* MATERIAL FOR THE TASK:
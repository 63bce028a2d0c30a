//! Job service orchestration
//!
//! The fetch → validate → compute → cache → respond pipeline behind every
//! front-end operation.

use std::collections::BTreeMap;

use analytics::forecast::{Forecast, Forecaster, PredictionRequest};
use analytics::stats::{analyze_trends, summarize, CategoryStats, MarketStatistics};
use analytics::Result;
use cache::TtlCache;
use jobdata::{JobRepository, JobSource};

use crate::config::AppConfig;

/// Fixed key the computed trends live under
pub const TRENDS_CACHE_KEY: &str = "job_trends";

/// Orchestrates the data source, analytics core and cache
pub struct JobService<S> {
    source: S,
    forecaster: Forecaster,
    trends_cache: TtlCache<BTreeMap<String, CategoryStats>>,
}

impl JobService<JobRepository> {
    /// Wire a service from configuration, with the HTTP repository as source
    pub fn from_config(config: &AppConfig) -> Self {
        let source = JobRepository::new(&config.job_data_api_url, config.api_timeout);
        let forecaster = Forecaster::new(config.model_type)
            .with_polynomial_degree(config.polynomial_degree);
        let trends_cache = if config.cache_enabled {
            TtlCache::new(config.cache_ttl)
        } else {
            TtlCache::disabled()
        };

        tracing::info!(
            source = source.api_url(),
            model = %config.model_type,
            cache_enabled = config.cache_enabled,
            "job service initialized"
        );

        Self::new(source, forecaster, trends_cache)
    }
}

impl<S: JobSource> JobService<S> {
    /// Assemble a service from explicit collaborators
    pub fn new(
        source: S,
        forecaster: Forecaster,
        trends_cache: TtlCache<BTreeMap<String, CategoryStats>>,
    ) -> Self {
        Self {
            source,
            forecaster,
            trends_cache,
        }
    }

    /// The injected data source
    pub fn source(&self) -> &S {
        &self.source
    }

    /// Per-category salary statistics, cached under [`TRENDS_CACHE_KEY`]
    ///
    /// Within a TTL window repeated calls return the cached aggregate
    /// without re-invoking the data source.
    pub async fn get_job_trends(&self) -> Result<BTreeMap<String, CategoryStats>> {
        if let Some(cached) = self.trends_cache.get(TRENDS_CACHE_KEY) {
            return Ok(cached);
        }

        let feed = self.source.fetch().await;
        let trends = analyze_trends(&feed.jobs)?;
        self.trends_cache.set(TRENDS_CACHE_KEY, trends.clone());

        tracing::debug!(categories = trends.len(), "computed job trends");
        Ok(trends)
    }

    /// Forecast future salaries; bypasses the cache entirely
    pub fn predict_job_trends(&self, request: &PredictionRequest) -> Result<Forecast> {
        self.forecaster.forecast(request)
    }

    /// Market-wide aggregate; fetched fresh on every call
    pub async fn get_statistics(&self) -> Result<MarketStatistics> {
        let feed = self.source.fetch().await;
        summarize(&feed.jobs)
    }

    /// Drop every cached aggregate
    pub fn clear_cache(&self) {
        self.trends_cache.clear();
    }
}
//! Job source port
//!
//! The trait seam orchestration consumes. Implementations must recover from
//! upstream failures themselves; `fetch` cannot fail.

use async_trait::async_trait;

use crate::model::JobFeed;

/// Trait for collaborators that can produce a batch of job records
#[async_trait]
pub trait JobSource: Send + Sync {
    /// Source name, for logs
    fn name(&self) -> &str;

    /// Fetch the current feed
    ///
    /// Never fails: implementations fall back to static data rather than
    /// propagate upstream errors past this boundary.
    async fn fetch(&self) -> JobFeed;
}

...

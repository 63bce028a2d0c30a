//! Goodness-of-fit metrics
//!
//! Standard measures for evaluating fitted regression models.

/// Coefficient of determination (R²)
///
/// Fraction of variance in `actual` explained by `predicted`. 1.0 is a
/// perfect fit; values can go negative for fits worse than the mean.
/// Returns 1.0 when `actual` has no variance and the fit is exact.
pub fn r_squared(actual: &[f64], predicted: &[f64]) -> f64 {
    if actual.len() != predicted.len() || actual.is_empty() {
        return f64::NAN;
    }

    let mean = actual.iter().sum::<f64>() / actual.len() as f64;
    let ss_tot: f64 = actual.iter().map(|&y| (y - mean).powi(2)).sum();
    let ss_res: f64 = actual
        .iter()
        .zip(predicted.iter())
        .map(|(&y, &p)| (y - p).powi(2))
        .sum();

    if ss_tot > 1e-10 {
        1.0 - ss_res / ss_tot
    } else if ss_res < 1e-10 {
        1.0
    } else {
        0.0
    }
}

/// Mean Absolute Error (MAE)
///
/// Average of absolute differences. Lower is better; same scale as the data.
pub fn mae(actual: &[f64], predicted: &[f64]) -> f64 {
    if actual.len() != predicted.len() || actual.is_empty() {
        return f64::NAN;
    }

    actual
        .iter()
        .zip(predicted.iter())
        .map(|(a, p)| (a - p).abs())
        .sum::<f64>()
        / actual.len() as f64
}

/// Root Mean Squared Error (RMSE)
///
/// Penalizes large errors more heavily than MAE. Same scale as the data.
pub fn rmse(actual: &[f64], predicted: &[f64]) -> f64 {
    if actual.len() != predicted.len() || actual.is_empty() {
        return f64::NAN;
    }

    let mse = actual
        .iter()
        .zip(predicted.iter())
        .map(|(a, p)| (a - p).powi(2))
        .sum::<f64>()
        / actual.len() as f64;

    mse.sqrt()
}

* TASK:
Work out the number of lines in this listing that include the word "upstream". Reply with that number only.

* ANSWER TO THIS EXERCISE:
2